Channel = event type (e.g. edge.node.registered). Subscribe using SUBSCRIBE for exact channels or PSUBSCRIBE for wildcard patterns:

SUBSCRIBE edge.node.registered       ← exact channel
PSUBSCRIBE edge.node.*               ← all node events
PSUBSCRIBE edge.*                    ← everything

No persistence or replay — messages are delivered to currently connected subscribers only. If no subscriber is connected when Core publishes, the message is gone. Pick Redis only when consumers are always-on and loss is acceptable.

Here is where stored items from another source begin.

//! Single-writer coordination via an flock'd lock file.
//!
//! Arena queues allow exactly one live publisher per directory. Exclusivity
//! is enforced by the kernel through `flock`, not by racing reads of a PID
//! file: two processes calling `WriterLock::acquire` concurrently can never
//! both win, because `flock(LOCK_EX | LOCK_NB)` is atomic. The lock file
//! still carries an identity record (pid + process start time) so readers
//! can distinguish a crashed writer from a live one without holding the
//! flock themselves.

use std::fs::{File, OpenOptions};
use std::io::{Read, Seek, SeekFrom, Write};
use std::os::unix::io::AsRawFd;
use std::path::{Path, PathBuf};

use crate::core::{Error, Result};

fn try_lock(file: &File) -> Result<bool> {
    let ret = unsafe { libc::flock(file.as_raw_fd(), libc::LOCK_EX | libc::LOCK_NB) };
    if ret == 0 {
        return Ok(true);
    }
    let err = std::io::Error::last_os_error();
    if err.kind() == std::io::ErrorKind::WouldBlock {
        return Ok(false);
    }
    Err(err.into())
}

fn write_lock_record(file: &File) -> Result<()> {
    let (pid, start_time) = lock_identity()?;
    let record = format!("{pid} {start_time}\n");
    let mut handle = file.try_clone()?;
    handle.set_len(0)?;
    handle.seek(SeekFrom::Start(0))?;
    handle.write_all(record.as_bytes())?;
    handle.sync_all()?;
    Ok(())
}

fn read_lock_record(file: &File) -> Result<(u32, u64)> {
    let mut contents = String::new();
    let mut clone = file.try_clone()?;
    clone.seek(SeekFrom::Start(0))?;
    clone.read_to_string(&mut contents)?;
    let mut parts = contents.split_whitespace();
    let pid = parts.next().unwrap_or("0").parse::<u32>().unwrap_or(0);
    let start_time = parts.next().unwrap_or("0").parse::<u64>().unwrap_or(0);
    Ok((pid, start_time))
}

/// True if the lock file still belongs to a running process. Distinct from
/// just holding `flock`: a reader never holds the lock, so it cannot ask the
/// kernel directly and instead compares the recorded pid's `/proc` start
/// time against the identity stamped into the file, which is immune to pid
/// reuse.
pub fn writer_alive(path: &Path) -> Result<bool> {
    if !path.exists() {
        return Ok(false);
    }
    let file = OpenOptions::new().read(true).open(path)?;
    lock_owner_alive(&file)
}

#[cfg(target_os = "linux")]
fn lock_owner_alive(file: &File) -> Result<bool> {
    let (pid, start_time) = read_lock_record(file)?;
    if pid == 0 {
        return Ok(false);
    }
    match proc_start_time(pid) {
        Ok(proc_start) => Ok(proc_start == start_time),
        Err(_) => Ok(false),
    }
}

#[cfg(target_os = "linux")]
fn lock_identity() -> Result<(u32, u64)> {
    let pid = std::process::id();
    let start_time = proc_start_time(pid)?;
    Ok((pid, start_time))
}

#[cfg(target_os = "linux")]
fn proc_start_time(pid: u32) -> Result<u64> {
    let path = format!("/proc/{pid}/stat");
    let mut contents = String::new();
    File::open(&path)?.read_to_string(&mut contents)?;
    let end = contents
        .rfind(')')
        .ok_or(Error::CorruptMetadata("stat parse"))?;
    let after = &contents[end + 1..];
    let mut fields = after.split_whitespace();
    for _ in 0..20 {
        fields.next();
    }
    let start = fields
        .next()
        .ok_or(Error::CorruptMetadata("stat missing starttime"))?;
    start
        .parse::<u64>()
        .map_err(|_| Error::CorruptMetadata("stat starttime invalid"))
}

#[cfg(not(target_os = "linux"))]
fn lock_owner_alive(_file: &File) -> Result<bool> {
    Ok(true)
}

#[cfg(not(target_os = "linux"))]
fn lock_identity() -> Result<(u32, u64)> {
    Ok((std::process::id(), 0))
}

/// Holds the `flock` exclusive lock on `writer.lock` for the lifetime of the
/// publisher. Acquisition is a single atomic kernel call: no window exists
/// in which two processes can both believe they hold the lock.
pub struct WriterLock {
    path: PathBuf,
    file: File,
}

impl WriterLock {
    pub fn acquire(dir: &Path) -> Result<Self> {
        let path = dir.join("writer.lock");
        let file = OpenOptions::new()
            .create(true)
            .read(true)
            .write(true)
            .open(&path)?;
        if !try_lock(&file)? {
            return Err(Error::WriterAlreadyActive);
        }
        write_lock_record(&file)?;
        Ok(Self { path, file })
    }
}

impl Drop for WriterLock {
    fn drop(&mut self) {
        let _ = unsafe { libc::flock(self.file.as_raw_fd(), libc::LOCK_UN) };
        let _ = std::fs::remove_file(&self.path);
    }
}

Server version floor: Redis 2.0+ (Aug 2010, when Pub/Sub was introduced) and any wire-compatible server (Valkey, KeyDB, Dragonfly). The adapter uses only PING and PUBLISH over RESP2 — no version-gated commands. ACL-style URL usernames (redis://user:pass@host) and native TLS require Redis 6.0+ (Apr 2020); password-only URLs work against any version.

MQTT

Topic = event type with . rewritten to / so MQTT segment wildcards (+, #) work as expected:

Event type MQTT topic
edge.node.registered edge/node/registered
edge.node.status_changed edge/node/status_changed
edge.command_execution.completed edge/command_execution/completed
... ...

Subscription examples:

edge/node/+                ← all node events
edge/node/status_changed   ← only status transitions
edge/command_execution/#   ← all command execution events
edge/#                     ← everything

Default publish QoS is 1 (at-least-once with broker ACK). Configurable globally via EVENT_BROKER_MQTT_QOS=0|1|2 — there is no per-event QoS. Consumers should dedup on envelope id regardless (multi-admin setups produce duplicate node.status_changed events from independent health checkers).

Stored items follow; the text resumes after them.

impl PgValue {
    #[inline]
    pub fn is_null(&self) -> bool {
        matches!(self, PgValue::Null)
    }

    /// Type sent in Parse and used to choose a parameter format.
    pub fn type_oid(&self) -> Oid {
        match self {
            PgValue::Null => Oid::UNSPECIFIED,
            PgValue::Bool(_) => Oid::BOOL,
            PgValue::Int2(_) => Oid::INT2,
            PgValue::Int4(_) => Oid::INT4,
            PgValue::Int8(_) => Oid::INT8,
            PgValue::Float4(_) => Oid::FLOAT4,
            PgValue::Float8(_) => Oid::FLOAT8,
            PgValue::Numeric(_) => Oid::NUMERIC,
            PgValue::Text(_) => Oid::TEXT,
            PgValue::Bytea(_) => Oid::BYTEA,
            PgValue::Uuid(_) => Oid::UUID,
            PgValue::Timestamp(_) => Oid::TIMESTAMP,
            PgValue::TimestampTz(_) => Oid::TIMESTAMPTZ,
            PgValue::Date(_) => Oid::DATE,
            PgValue::Time(_) => Oid::TIME,
            PgValue::Json(_) => Oid::JSONB,
            PgValue::Raw { oid, .. } => *oid,
        }
    }

    /// Whether [`encode_binary`](Self::encode_binary) produces the server's
    /// binary representation for this value.
    pub fn has_binary_encoding(&self) -> bool {
        !matches!(
            self,
            PgValue::Null | PgValue::Numeric(_) | PgValue::Raw { .. }
        )
    }

    /// Encode this value to binary format.
    pub fn encode_binary(&self) -> Vec<u8> {
        match self {
            PgValue::Null => vec![],
            PgValue::Bool(v) => vec![*v as u8],
            PgValue::Int2(v) => v.to_be_bytes().to_vec(),
            PgValue::Int4(v) => v.to_be_bytes().to_vec(),
            PgValue::Int8(v) => v.to_be_bytes().to_vec(),
            PgValue::Float4(v) => v.to_be_bytes().to_vec(),
            PgValue::Float8(v) => v.to_be_bytes().to_vec(),
            PgValue::Numeric(v) => v.as_bytes().to_vec(),
            PgValue::Text(v) => v.as_bytes().to_vec(),
            PgValue::Bytea(v) => v.clone(),
            PgValue::Uuid(v) => v.to_vec(),
            PgValue::Timestamp(v) | PgValue::TimestampTz(v) | PgValue::Time(v) => {
                v.to_be_bytes().to_vec()
            }
            PgValue::Date(v) => v.to_be_bytes().to_vec(),
            PgValue::Json(v) => {
                // jsonb binary format: version byte, then the text
                let mut out = Vec::with_capacity(v.len() + 1);
                out.push(1);
                out.extend_from_slice(v.as_bytes());
                out
            }
            PgValue::Raw { data, .. } => data.clone(),
        }
    }

    /// Encode this value in the server's text input syntax.
    pub fn encode_text(&self) -> String {
        match self {
            PgValue::Null => String::new(),
            PgValue::Bool(v) => if *v { "t" } else { "f" }.to_string(),
            PgValue::Int2(v) => v.to_string(),
            PgValue::Int4(v) => v.to_string(),
            PgValue::Int8(v) => v.to_string(),
            PgValue::Float4(v) => float_text(*v as f64),
            PgValue::Float8(v) => float_text(*v),
            PgValue::Numeric(v) | PgValue::Text(v) | PgValue::Json(v) => v.clone(),
            PgValue::Bytea(v) => {
                let mut s = String::with_capacity(2 + v.len() * 2);
                s.push_str("\\x");
                for b in v {
                    s.push_str(&format!("{:02x}", b));
                }
                s
            }
            PgValue::Uuid(v) => uuid::Uuid::from_bytes(*v).to_string(),
            PgValue::Timestamp(v) => timestamp_text(*v, "%Y-%m-%d %H:%M:%S%.f"),
            PgValue::TimestampTz(v) => timestamp_text(*v, "%Y-%m-%d %H:%M:%S%.f+00"),
            PgValue::Date(v) => match *v {
                DATE_INFINITY => "infinity".to_string(),
                DATE_NEG_INFINITY => "-infinity".to_string(),
                days => days_to_date(days)
                    .map(|d| d.format("%Y-%m-%d").to_string())
                    .unwrap_or_else(|| format!("date({})", days)),
            },
            PgValue::Time(v) => micros_to_time(*v).format("%H:%M:%S%.f").to_string(),
            PgValue::Raw { data, .. } => String::from_utf8_lossy(data).into_owned(),
        }
    }

    /// Decode a value from binary format.
    pub fn decode_binary(oid: Oid, data: &[u8]) -> Result<Self> {
        match oid {
            Oid::BOOL => match data {
                [b] => Ok(PgValue::Bool(*b != 0)),
                _ => Err(bad_length("BOOL", data)),
            },
            Oid::INT2 => Ok(PgValue::Int2(i16::from_be_bytes(fixed(data, "INT2")?))),
            Oid::INT4 => Ok(PgValue::Int4(i32::from_be_bytes(fixed(data, "INT4")?))),
            Oid::OID_TYPE => Ok(PgValue::Int8(
                u32::from_be_bytes(fixed(data, "OID")?) as i64,
            )),
            Oid::INT8 => Ok(PgValue::Int8(i64::from_be_bytes(fixed(data, "INT8")?))),
            Oid::FLOAT4 => Ok(PgValue::Float4(f32::from_be_bytes(fixed(data, "FLOAT4")?))),
            Oid::FLOAT8 => Ok(PgValue::Float8(f64::from_be_bytes(fixed(data, "FLOAT8")?))),
            _ if oid.is_text_like() => Ok(PgValue::Text(utf8(data, "TEXT")?)),
            Oid::BYTEA => Ok(PgValue::Bytea(data.to_vec())),
            Oid::UUID => Ok(PgValue::Uuid(fixed(data, "UUID")?)),
            Oid::TIMESTAMP => Ok(PgValue::Timestamp(i64::from_be_bytes(fixed(
                data,
                "TIMESTAMP",
            )?))),
            Oid::TIMESTAMPTZ => Ok(PgValue::TimestampTz(i64::from_be_bytes(fixed(
                data,
                "TIMESTAMPTZ",
            )?))),
            Oid::DATE => Ok(PgValue::Date(i32::from_be_bytes(fixed(data, "DATE")?))),
            Oid::TIME => Ok(PgValue::Time(i64::from_be_bytes(fixed(data, "TIME")?))),
            Oid::JSON => Ok(PgValue::Json(utf8(data, "JSON")?)),
            Oid::JSONB => match data.split_first() {
                Some((1, rest)) => Ok(PgValue::Json(utf8(rest, "JSONB")?)),
                Some((v, _)) => Err(Error::Scan(format!("Unsupported JSONB version {}", v))),
                None => Err(bad_length("JSONB", data)),
            },
            _ => Ok(PgValue::Raw {
                oid,
                data: data.to_vec(),
            }),
        }
    }

    /// Decode from text format (simple query protocol and text columns).
    pub fn decode_text(oid: Oid, data: &[u8]) -> Result<Self> {
        let text = utf8(data, "text value")?;

        match oid {
            Oid::BOOL => match text.as_str() {
                "t" | "true" | "1" | "on" | "yes" => Ok(PgValue::Bool(true)),
                "f" | "false" | "0" | "off" | "no" => Ok(PgValue::Bool(false)),
                _ => Err(parse_error("BOOL", &text)),
            },
            Oid::INT2 => text
                .parse()
                .map(PgValue::Int2)
                .map_err(|_| parse_error("INT2", &text)),
            Oid::INT4 => text
                .parse()
                .map(PgValue::Int4)
                .map_err(|_| parse_error("INT4", &text)),
            Oid::INT8 | Oid::OID_TYPE => text
                .parse()
                .map(PgValue::Int8)
                .map_err(|_| parse_error("INT8", &text)),
            Oid::FLOAT4 => parse_float(&text)
                .map(|v| PgValue::Float4(v as f32))
                .ok_or_else(|| parse_error("FLOAT4", &text)),
            Oid::FLOAT8 => parse_float(&text)
                .map(PgValue::Float8)
                .ok_or_else(|| parse_error("FLOAT8", &text)),
            Oid::NUMERIC => Ok(PgValue::Numeric(text)),
            Oid::BYTEA => decode_bytea_hex(&text).map(PgValue::Bytea),
            Oid::UUID => uuid::Uuid::parse_str(&text)
                .map(|u| PgValue::Uuid(*u.as_bytes()))
                .map_err(|_| parse_error("UUID", &text)),
            Oid::TIMESTAMP => match text.as_str() {
                "infinity" => Ok(PgValue::Timestamp(TIMESTAMP_INFINITY)),
                "-infinity" => Ok(PgValue::Timestamp(TIMESTAMP_NEG_INFINITY)),
                _ => NaiveDateTime::parse_from_str(&text, "%Y-%m-%d %H:%M:%S%.f")
                    .map(|ts| PgValue::Timestamp(timestamp_to_micros(ts)))
                    .map_err(|_| parse_error("TIMESTAMP", &text)),
            },
            Oid::TIMESTAMPTZ => match text.as_str() {
                "infinity" => Ok(PgValue::TimestampTz(TIMESTAMP_INFINITY)),
                "-infinity" => Ok(PgValue::TimestampTz(TIMESTAMP_NEG_INFINITY)),
                _ => parse_timestamptz(&text)
                    .map(|ts| PgValue::TimestampTz(timestamp_to_micros(ts.naive_utc())))
                    .ok_or_else(|| parse_error("TIMESTAMPTZ", &text)),
            },
            Oid::DATE => match text.as_str() {
                "infinity" => Ok(PgValue::Date(DATE_INFINITY)),
                "-infinity" => Ok(PgValue::Date(DATE_NEG_INFINITY)),
                _ => NaiveDate::parse_from_str(&text, "%Y-%m-%d")
                    .map(|d| PgValue::Date(date_to_days(d)))
                    .map_err(|_| parse_error("DATE", &text)),
            },
            Oid::TIME => NaiveTime::parse_from_str(&text, "%H:%M:%S%.f")
                .map(|t| PgValue::Time(time_to_micros(t)))
                .map_err(|_| parse_error("TIME", &text)),
            Oid::JSON | Oid::JSONB => Ok(PgValue::Json(text)),
            _ => Ok(PgValue::Text(text)),
        }
    }

    /// JSON rendering used by [`Row::to_json`](crate::scan::Row::to_json).
    pub fn to_json(&self) -> serde_json::Value {
        use serde_json::Value;
        match self {
            PgValue::Null => Value::Null,
            PgValue::Bool(v) => Value::Bool(*v),
            PgValue::Int2(v) => Value::from(*v),
            PgValue::Int4(v) => Value::from(*v),
            PgValue::Int8(v) => Value::from(*v),
            PgValue::Float4(v) => Value::from(*v as f64),
            PgValue::Float8(v) => Value::from(*v),
            PgValue::Json(v) => {
                serde_json::from_str(v).unwrap_or_else(|_| Value::String(v.clone()))
            }
            other => Value::String(other.encode_text()),
        }
    }
}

The adapter publishes as MQTT 3.1.1 (proto_ver: :v4) — the lowest common denominator every modern broker accepts. v5 brokers (EMQX, HiveMQ, Mosquitto 2.x, etc.) downgrade our publisher session to 3.1.1 transparently while operators run v5 features (session expiry, shared subs, retained-message TTL) on their subscribers and broker-side as usual. We don't use any v5-only publish features (user properties, content-type, response topics), so 3.1.1 on the way out is free. Targets capped at 3.1.1 (older AWS IoT Core accounts, LTS Mosquitto, embedded brokers) work without configuration.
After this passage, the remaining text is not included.